▶ **AIM OF THE TASK**
Whenever the string "value" turns up in a line of the data below, copy that line.

(Saved data entries)
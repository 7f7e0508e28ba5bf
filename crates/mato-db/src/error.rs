//! # Database Error Types
//!
//! Error types for database operations.
//!
//! ## Error Flow
//! ```text
//! ┌─────────────────────────────────────────────────────────────────────────┐
//! │                    Error Propagation                                    │
//! │                                                                         │
//! │  SQLite Error (sqlx::Error)                                            │
//! │       │                                                                 │
//! │       ▼                                                                 │
//! │  DbError (this module) ← Adds context and categorization               │
//! │       │                                                                 │
//! │       ▼                                                                 │
//! │  ApiError (in apps/server) ← Serialized for frontend                   │
//! │       │                                                                 │
//! │       ▼                                                                 │
//! │  Frontend displays user-friendly message                               │
//! │                                                                         │
//! └─────────────────────────────────────────────────────────────────────────┘
//! ```

use thiserror::Error;

/// Database operation errors.
///
/// These wrap sqlx errors and provide additional context for debugging
/// and user feedback.
#[derive(Debug, Error)]
pub enum DbError {
    /// Entity not found in database.
    #[error("{entity} not found: {id}")]
    NotFound { entity: String, id: String },

    /// Unique constraint violation.
    ///
    /// ## When This Occurs
    /// - Inserting a duplicate customer phone
    /// - Any UNIQUE index violation
    #[error("Duplicate {field}: '{value}' already exists")]
    UniqueViolation { field: String, value: String },

    /// Stored data failed to decode into its typed model.
    ///
    /// ## When This Occurs
    /// - The sale `lines` JSON column does not match [`mato_core::SaleLine`]
    /// - The cart draft payload does not match [`mato_core::Cart`]
    ///
    /// A schema mismatch is surfaced here loudly instead of flowing on
    /// as half-decoded data.
    #[error("Stored data could not be decoded: {0}")]
    Decode(String),

    /// Database connection failed.
    #[error("Connection failed: {0}")]
    ConnectionFailed(String),

    /// Migration failed.
    #[error("Migration failed: {0}")]
    MigrationFailed(String),

    /// Query execution failed.
    #[error("Query failed: {0}")]
    QueryFailed(String),

    /// Pool exhausted (all connections in use).
    #[error("Connection pool exhausted")]
    PoolExhausted,

    /// Internal database error.
    #[error("Internal database error: {0}")]
    Internal(String),
}

impl DbError {
    /// Creates a NotFound error for a given entity type and ID.
    pub fn not_found(entity: impl Into<String>, id: impl Into<String>) -> Self {
        DbError::NotFound {
            entity: entity.into(),
            id: id.into(),
        }
    }
}

/// Convert sqlx errors to DbError.
///
/// ## Error Mapping
/// ```text
/// sqlx::Error::RowNotFound    → DbError::NotFound
/// sqlx::Error::Database       → Analyze message for constraint type
/// sqlx::Error::PoolTimedOut   → DbError::PoolExhausted
/// Other                       → DbError::Internal
/// ```
impl From<sqlx::Error> for DbError {
    fn from(err: sqlx::Error) -> Self {
        match err {
            sqlx::Error::RowNotFound => DbError::NotFound {
                entity: "Record".to_string(),
                id: "unknown".to_string(),
            },

            sqlx::Error::Database(db_err) => {
                let msg = db_err.message();

                // SQLite constraint messages:
                // "UNIQUE constraint failed: <table>.<column>"
                if msg.contains("UNIQUE constraint failed") {
                    let field = msg
                        .split("UNIQUE constraint failed: ")
                        .nth(1)
                        .unwrap_or("unknown")
                        .to_string();
                    DbError::UniqueViolation {
                        field,
                        value: "unknown".to_string(),
                    }
                } else {
                    DbError::QueryFailed(msg.to_string())
                }
            }

            sqlx::Error::PoolTimedOut => DbError::PoolExhausted,

            sqlx::Error::PoolClosed => DbError::ConnectionFailed("Pool is closed".to_string()),

            _ => DbError::Internal(err.to_string()),
        }
    }
}

impl From<sqlx::migrate::MigrateError> for DbError {
    fn from(err: sqlx::migrate::MigrateError) -> Self {
        DbError::MigrationFailed(err.to_string())
    }
}

impl From<serde_json::Error> for DbError {
    fn from(err: serde_json::Error) -> Self {
        DbError::Decode(err.to_string())
    }
}

/// Result type for database operations.
pub type DbResult<T> = Result<T, DbError>;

▶ **TASK RESULT**
    #[error("Duplicate {field}: '{value}' already exists")]
    UniqueViolation { field: String, value: String },
                        value: "unknown".to_string(),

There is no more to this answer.